В последнее время Аксёнову стало казаться, что выглядеть Беликова стала хуже. Однажды он даже видел, как, толкая вагонетку с кирпичом, она упала на рельсы, и долго не могла подняться, а вскоре он узнал, что она лежит в больнице с дистрофией. «А ведь она там умрёт», — подумал Аксёнов и решил отнести ей что-нибудь поесть. В палате Беликова лежала в постели на спине и под одной простынёй. Здесь она казалась ещё меньше ростом, лицо её было бледным, глубоко впавшие глаза, казалось, ничего не выражали, потрескавшиеся губы были синими. Узнала ли она его, Аксёнов не понял. Когда он передал ей то, что принёс, она отвернулась к стене, и по лицу её побежали слёзы.

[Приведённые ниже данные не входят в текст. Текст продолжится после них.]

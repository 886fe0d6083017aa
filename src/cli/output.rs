use anyhow::Result;
use foodpanel::panel::nutrition_summary;
use foodpanel::{PanelLabels, Product};
use serde_json::json;

/// What the interactive session produced.
#[derive(Debug, Clone, Default)]
pub(crate) struct Outcome {
	pub(crate) accepted: bool,
	pub(crate) selection: Option<Product>,
	pub(crate) labels: PanelLabels,
}

/// Format the outcome as a single plain-text line.
pub(crate) fn format_plain(outcome: &Outcome) -> String {
	match &outcome.selection {
		Some(product) if outcome.accepted => format!(
			"{} — {}",
			product.name,
			nutrition_summary(product, &outcome.labels)
		),
		_ => "No selection".to_string(),
	}
}

/// Print a plain-text representation of the outcome.
pub(crate) fn print_plain(outcome: &Outcome) {
	println!("{}", format_plain(outcome));
}

/// Format the outcome as a JSON string.
pub(crate) fn format_outcome_json(outcome: &Outcome) -> Result<String> {
	let payload = json!({
		"accepted": outcome.accepted,
		"selection": outcome.selection,
	});

	Ok(serde_json::to_string_pretty(&payload)?)
}

/// Print the JSON representation of the outcome.
pub(crate) fn print_json(outcome: &Outcome) -> Result<()> {
	println!("{}", format_outcome_json(outcome)?);
	Ok(())
}

#[cfg(test)]
mod tests {
	use foodpanel::{NutritionFacts, ProductSource};
	use serde_json::Value;

	use super::*;

	fn bread() -> Product {
		Product::new("b1", "Whole wheat bread", NutritionFacts::carbs(41.0))
			.with_serving(22.3, "1 slice (30g)")
			.with_source(ProductSource::Usda)
	}

	#[test]
	fn plain_format_names_product_and_serving() {
		let outcome = Outcome {
			accepted: true,
			selection: Some(bread()),
			..Outcome::default()
		};
		assert_eq!(
			format_plain(&outcome),
			"Whole wheat bread — 22.3g carbs per 1 slice (30g)"
		);
	}

	#[test]
	fn plain_format_without_selection() {
		assert_eq!(format_plain(&Outcome::default()), "No selection");
	}

	#[test]
	fn json_format_includes_product() {
		let outcome = Outcome {
			accepted: true,
			selection: Some(bread()),
			..Outcome::default()
		};

		let json = format_outcome_json(&outcome).expect("json");
		let value: Value = serde_json::from_str(&json).expect("parse");
		assert_eq!(value["accepted"], true);
		assert_eq!(value["selection"]["id"], "b1");
		assert_eq!(value["selection"]["source"], "usda");
		assert_eq!(value["selection"]["nutrition"]["carbohydrates"], 41.0);
	}

	#[test]
	fn json_format_uses_null_without_selection() {
		let json = format_outcome_json(&Outcome::default()).expect("json");
		let value: Value = serde_json::from_str(&json).expect("parse");
		assert_eq!(value["accepted"], false);
		assert!(value["selection"].is_null());
	}
}
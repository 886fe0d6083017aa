mod cli;
mod settings;
mod workflow;

use anyhow::Result;
use cli::{OutputFormat, parse_cli, print_json, print_plain};
use foodpanel::ui::theme;
use settings::ResolvedConfig;
use workflow::PanelWorkflow;

fn main() -> Result<()> {
	let cli = parse_cli();

	if cli.list_themes {
		for name in theme::names() {
			println!("{name}");
		}
		return Ok(());
	}

	let resolved = settings::load(&cli)?;

	if cli.print_config {
		resolved.print_summary();
	}

	run_panel(cli.output, resolved)
}

/// Run the panel and print the selection in the chosen format.
fn run_panel(format: OutputFormat, settings: ResolvedConfig) -> Result<()> {
	let workflow = PanelWorkflow::from_config(settings)?;
	let outcome = workflow.run()?;

	match format {
		OutputFormat::Plain => print_plain(&outcome),
		OutputFormat::Json => print_json(&outcome)?,
	}

	Ok(())
}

— Сразу всё не ешьте, плохо будет, — предупредил он её и вышел из палаты.
В другой раз, когда к ней пришёл Аксёнов, она уже могла ходить. Встретившись с ней в коридоре, он передал ей завёрнутый в газету бутерброд с маслом, а она, посмотрев ему прямо в глаза, спросила:
— Зачем вы это делаете?
Аксёнов пожал плечами. Он и сам не очень понимал, зачем это делает. Ведь всё это выходило за рамки служебных обязанностей, где раньше его ничто не трогало. «Веду себя как мальчишка», — думал он. Посмотрев, что ей принёс Аксёнов, Беликова со стеснительностью девочки улыбнулась ему и сказала:
— Вы уж извините меня, я поем при вас.
Чтобы не стеснять её, Аксёнов решил выйти из больницы и покурить на улице. Когда он вернулся, половины бутерброда уже не было.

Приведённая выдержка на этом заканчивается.